> _EXERCISE AIM_: The first line of the data below and every line after it, through the one with "a soft-deleted assignment", must be transcribed without change.

> _RAW DATA_:
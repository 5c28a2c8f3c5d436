//! MongoDB-backed store

use bson::{doc, oid::ObjectId, Bson, DateTime, Document};
use mongodb::options::{Collation, CollationStrength, FindOptions};

use super::{
    AssignmentQuery, AssignmentStore, AuditCompletion, AuditQuery, AuditStore, MysteryAuditStore,
    SchoolsStamp, SortOrder, UserStore,
};
use crate::auth::Role;
use crate::db::schemas::{
    AssignmentDoc, AuditDoc, AuditState, MysteryAuditDoc, SchoolEntry, UserDoc,
    ASSIGNMENT_COLLECTION, AUDIT_COLLECTION, MYSTERY_AUDIT_COLLECTION, USER_COLLECTION,
};
use crate::db::{MongoClient, MongoCollection};
use crate::types::{FieldOpsError, Result};

/// Store over the fieldops collections
#[derive(Clone)]
pub struct MongoStore {
    assignments: MongoCollection<AssignmentDoc>,
    audits: MongoCollection<AuditDoc>,
    mystery: MongoCollection<MysteryAuditDoc>,
    users: MongoCollection<UserDoc>,
}

impl MongoStore {
    /// Open collections and apply their indexes
    pub async fn new(mongo: &MongoClient) -> Result<Self> {
        Ok(Self {
            assignments: mongo.collection(ASSIGNMENT_COLLECTION).await?,
            audits: mongo.collection(AUDIT_COLLECTION).await?,
            mystery: mongo.collection(MYSTERY_AUDIT_COLLECTION).await?,
            users: mongo.collection(USER_COLLECTION).await?,
        })
    }
}

/// Writes never touch a soft-deleted assignment
fn active_by_id(id: &ObjectId) -> Document {
    doc! { "_id": id, "status": "active" }
}

fn assignment_filter(query: &AssignmentQuery) -> Document {
    let mut filter = doc! { "status": "active" };
    if let Some(trainer) = &query.trainer_email {
        filter.insert("trainer_email", trainer);
    }
    if let Some(controller) = &query.controller_email {
        filter.insert("controller_email", controller);
    }

    let mut range = Document::new();
    if let Some(from) = &query.date_from {
        range.insert("$gte", from);
    }
    if let Some(to) = &query.date_to {
        range.insert("$lte", to);
    }
    if let Some(before) = &query.date_before {
        range.insert("$lt", before);
    }
    if !range.is_empty() {
        filter.insert("assignment_date", range);
    }
    filter
}

fn audit_filter(query: &AuditQuery) -> Document {
    let mut filter = doc! { "user_email": &query.user_email };
    if let Some(status) = query.status {
        filter.insert("status", status.as_str());
    }
    if let Some(date) = &query.audit_date {
        filter.insert("audit_date", date);
    }
    if let Some(name) = &query.school_name {
        filter.insert("school_name", name);
    }
    if let Some(city) = &query.city {
        filter.insert("city", city);
    }
    filter
}

#[async_trait::async_trait]
impl AssignmentStore for MongoStore {
    async fn find_active(&self, trainer_email: &str, date: &str) -> Result<Option<AssignmentDoc>> {
        self.assignments
            .find_one(doc! {
                "trainer_email": trainer_email,
                "assignment_date": date,
                "status": "active",
            })
            .await
    }

    async fn find_active_by_id(&self, id: &ObjectId) -> Result<Option<AssignmentDoc>> {
        self.assignments
            .find_one(doc! { "_id": id, "status": "active" })
            .await
    }

    async fn insert_assignment(&self, doc: AssignmentDoc) -> Result<ObjectId> {
        self.assignments.insert_one(doc).await
    }

    async fn replace_assignment(&self, id: &ObjectId, mut doc: AssignmentDoc) -> Result<bool> {
        doc._id = Some(*id);
        let result = self.assignments.replace_one(*id, doc).await?;
        Ok(result.matched_count > 0)
    }

    async fn write_schools(
        &self,
        id: &ObjectId,
        schools: &[SchoolEntry],
        stamp: SchoolsStamp,
    ) -> Result<bool> {
        let now = DateTime::now();
        let mut set = doc! { "schools": bson::to_bson(schools)? };
        match stamp {
            SchoolsStamp::Edited => {
                set.insert("updated_at", now);
            }
            SchoolsStamp::Synced => {
                set.insert("last_status_update", now);
                set.insert("last_sync_update", now);
            }
        }

        let result = self
            .assignments
            .update_one(active_by_id(id), doc! { "$set": set })
            .await?;
        Ok(result.matched_count > 0)
    }

    async fn soft_delete_assignment(&self, id: &ObjectId) -> Result<bool> {
        let result = self
            .assignments
            .update_one(
                active_by_id(id),
                doc! { "$set": { "status": "deleted", "updated_at": DateTime::now() } },
            )
            .await?;
        Ok(result.modified_count > 0)
    }

    async fn find_assignments(&self, query: &AssignmentQuery) -> Result<Vec<AssignmentDoc>> {
        let direction = match query.order {
            SortOrder::Ascending => 1,
            SortOrder::Descending => -1,
        };
        self.assignments
            .find_many(assignment_filter(query), Some(doc! { "assignment_date": direction }))
            .await
    }
}

#[async_trait::async_trait]
impl AuditStore for MongoStore {
    async fn insert_audit(&self, doc: AuditDoc) -> Result<ObjectId> {
        self.audits.insert_one(doc).await
    }

    async fn find_audit(&self, id: &ObjectId) -> Result<Option<AuditDoc>> {
        self.audits.find_one(doc! { "_id": id }).await
    }

    async fn find_audits_for_schools(
        &self,
        user_email: &str,
        schools: &[(String, String)],
    ) -> Result<Vec<AuditDoc>> {
        use futures_util::TryStreamExt;

        // $or with an empty array is rejected by the server
        if schools.is_empty() {
            return Ok(Vec::new());
        }

        let pairs: Vec<Document> = schools
            .iter()
            .map(|(name, city)| doc! { "school_name": name, "city": city })
            .collect();

        // Strength 2 compares case-insensitively
        let options = FindOptions::builder()
            .collation(
                Collation::builder()
                    .locale("en".to_string())
                    .strength(CollationStrength::Secondary)
                    .build(),
            )
            .build();

        let cursor = self
            .audits
            .inner()
            .find(doc! { "user_email": user_email, "$or": pairs })
            .with_options(options)
            .await?;

        Ok(cursor.try_collect().await?)
    }

    async fn find_audits(&self, query: &AuditQuery) -> Result<Vec<AuditDoc>> {
        self.audits
            .find_many(audit_filter(query), Some(doc! { "created_at": -1 }))
            .await
    }

    async fn complete_audit(&self, id: &ObjectId, completion: AuditCompletion) -> Result<bool> {
        let result = self
            .audits
            .update_one(
                doc! { "_id": id, "status": AuditState::InProgress.as_str() },
                doc! {
                    "$set": {
                        "status": AuditState::Completed.as_str(),
                        "completion_timestamp": completion.completion_timestamp,
                        "end_image_file_id": completion.end_image_file_id,
                        "sessions_completed": completion.sessions_completed,
                        "teacher_count": completion.teacher_count,
                        "auditor_remarks": completion.auditor_remarks,
                        "session_duration_minutes": completion.session_duration_minutes,
                        "completed_at": completion.completed_at,
                        "updated_at": DateTime::now(),
                    }
                },
            )
            .await?;
        Ok(result.modified_count > 0)
    }
}

fn mystery_filter(user_email: &str, since: Option<DateTime>) -> Document {
    let mut filter = doc! { "user_email": user_email };
    if let Some(since) = since {
        filter.insert("created_at", doc! { "$gte": since });
    }
    filter
}

#[async_trait::async_trait]
impl MysteryAuditStore for MongoStore {
    async fn insert_mystery_audit(&self, doc: MysteryAuditDoc) -> Result<ObjectId> {
        self.mystery.insert_one(doc).await
    }

    async fn find_mystery_audit(&self, id: &ObjectId) -> Result<Option<MysteryAuditDoc>> {
        self.mystery.find_one(doc! { "_id": id }).await
    }

    async fn list_mystery_audits(
        &self,
        user_email: &str,
        skip: u64,
        limit: i64,
    ) -> Result<Vec<MysteryAuditDoc>> {
        use futures_util::TryStreamExt;

        let options = FindOptions::builder()
            .sort(doc! { "created_at": -1 })
            .skip(skip)
            .limit(limit)
            .build();

        let cursor = self
            .mystery
            .inner()
            .find(mystery_filter(user_email, None))
            .with_options(options)
            .await?;

        Ok(cursor.try_collect().await?)
    }

    async fn count_mystery_audits(&self, user_email: &str, since: Option<DateTime>) -> Result<u64> {
        Ok(self
            .mystery
            .inner()
            .count_documents(mystery_filter(user_email, since))
            .await?)
    }

    async fn total_staff_evaluated(&self, user_email: &str) -> Result<i64> {
        use futures_util::TryStreamExt;

        let pipeline = vec![
            doc! { "$match": { "user_email": user_email } },
            doc! { "$group": { "_id": Bson::Null, "total": { "$sum": "$staff_count" } } },
        ];
        let mut cursor = self.mystery.inner().aggregate(pipeline).await?;

        // $sum yields int32 or int64 depending on magnitude
        Ok(match cursor.try_next().await? {
            Some(group) => match group.get("total") {
                Some(Bson::Int32(n)) => i64::from(*n),
                Some(Bson::Int64(n)) => *n,
                Some(Bson::Double(n)) => *n as i64,
                _ => 0,
            },
            None => 0,
        })
    }
}

#[async_trait::async_trait]
impl UserStore for MongoStore {
    async fn find_user(&self, email: &str) -> Result<Option<UserDoc>> {
        self.users.find_one(doc! { "email": email }).await
    }

    async fn insert_user(&self, doc: UserDoc) -> Result<ObjectId> {
        let email = doc.email.clone();
        self.users.insert_one(doc).await.map_err(|e| match e {
            FieldOpsError::Conflict(_) => {
                FieldOpsError::Conflict(format!("User already exists: {}", email))
            }
            other => other,
        })
    }

    async fn find_field_workers(&self, controller_email: &str) -> Result<Vec<UserDoc>> {
        self.users
            .find_many(
                doc! {
                    "role": Role::FieldWorker.to_string(),
                    "controller_email": controller_email,
                },
                Some(doc! { "email": 1 }),
            )
            .await
    }
}

#[cfg(test)]
mod tests {
    use super::*;

    #[test]
    fn test_assignment_filter_ranges() {
        let filter = assignment_filter(&AssignmentQuery {
            trainer_email: Some("t@example.com".into()),
            date_from: Some("2026-10-11".into()),
            date_to: Some("2026-10-18".into()),
            ..Default::default()
        });
        assert_eq!(filter.get_str("status").unwrap(), "active");
        assert_eq!(filter.get_str("trainer_email").unwrap(), "t@example.com");
        let range = filter.get_document("assignment_date").unwrap();
        assert_eq!(range.get_str("$gte").unwrap(), "2026-10-11");
        assert_eq!(range.get_str("$lte").unwrap(), "2026-10-18");
    }

    #[test]
    fn test_active_by_id_excludes_deleted() {
        let id = ObjectId::new();
        let filter = active_by_id(&id);
        assert_eq!(filter.get_object_id("_id").unwrap(), id);
        assert_eq!(filter.get_str("status").unwrap(), "active");
    }

    #[test]
    fn test_assignment_filter_without_dates() {
        let filter = assignment_filter(&AssignmentQuery::default());
        assert!(filter.get("assignment_date").is_none());
    }

    #[test]
    fn test_mystery_filter_since() {
        assert!(mystery_filter("t@example.com", None).get("created_at").is_none());

        let since = DateTime::from_millis(1_000);
        let filter = mystery_filter("t@example.com", Some(since));
        let range = filter.get_document("created_at").unwrap();
        assert_eq!(range.get_datetime("$gte").unwrap(), &since);
    }

    #[test]
    fn test_audit_filter_status() {
        let filter = audit_filter(&AuditQuery {
            user_email: "t@example.com".into(),
            status: Some(AuditState::InProgress),
            ..Default::default()
        });
        assert_eq!(filter.get_str("status").unwrap(), "in_progress");
        assert!(filter.get("audit_date").is_none());
    }
}
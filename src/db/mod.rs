//! MongoDB persistence

pub mod mongo;
pub mod schemas;

pub use mongo::{IntoIndexes, MongoClient, MongoCollection, MutTimestamps};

> _TASK RESPONSE_:
repository 5c28a2c8f3c5d436
//! MongoDB-backed store

use bson::{doc, oid::ObjectId, Bson, DateTime, Document};
use mongodb::options::{Collation, CollationStrength, FindOptions};

use super::{
    AssignmentQuery, AssignmentStore, AuditCompletion, AuditQuery, AuditStore, MysteryAuditStore,
    SchoolsStamp, SortOrder, UserStore,
};
use crate::auth::Role;
use crate::db::schemas::{
    AssignmentDoc, AuditDoc, AuditState, MysteryAuditDoc, SchoolEntry, UserDoc,
    ASSIGNMENT_COLLECTION, AUDIT_COLLECTION, MYSTERY_AUDIT_COLLECTION, USER_COLLECTION,
};
use crate::db::{MongoClient, MongoCollection};
use crate::types::{FieldOpsError, Result};

/// Store over the fieldops collections
#[derive(Clone)]
pub struct MongoStore {
    assignments: MongoCollection<AssignmentDoc>,
    audits: MongoCollection<AuditDoc>,
    mystery: MongoCollection<MysteryAuditDoc>,
    users: MongoCollection<UserDoc>,
}

impl MongoStore {
    /// Open collections and apply their indexes
    pub async fn new(mongo: &MongoClient) -> Result<Self> {
        Ok(Self {
            assignments: mongo.collection(ASSIGNMENT_COLLECTION).await?,
            audits: mongo.collection(AUDIT_COLLECTION).await?,
            mystery: mongo.collection(MYSTERY_AUDIT_COLLECTION).await?,
            users: mongo.collection(USER_COLLECTION).await?,
        })
    }
}

/// Writes never touch a soft-deleted assignment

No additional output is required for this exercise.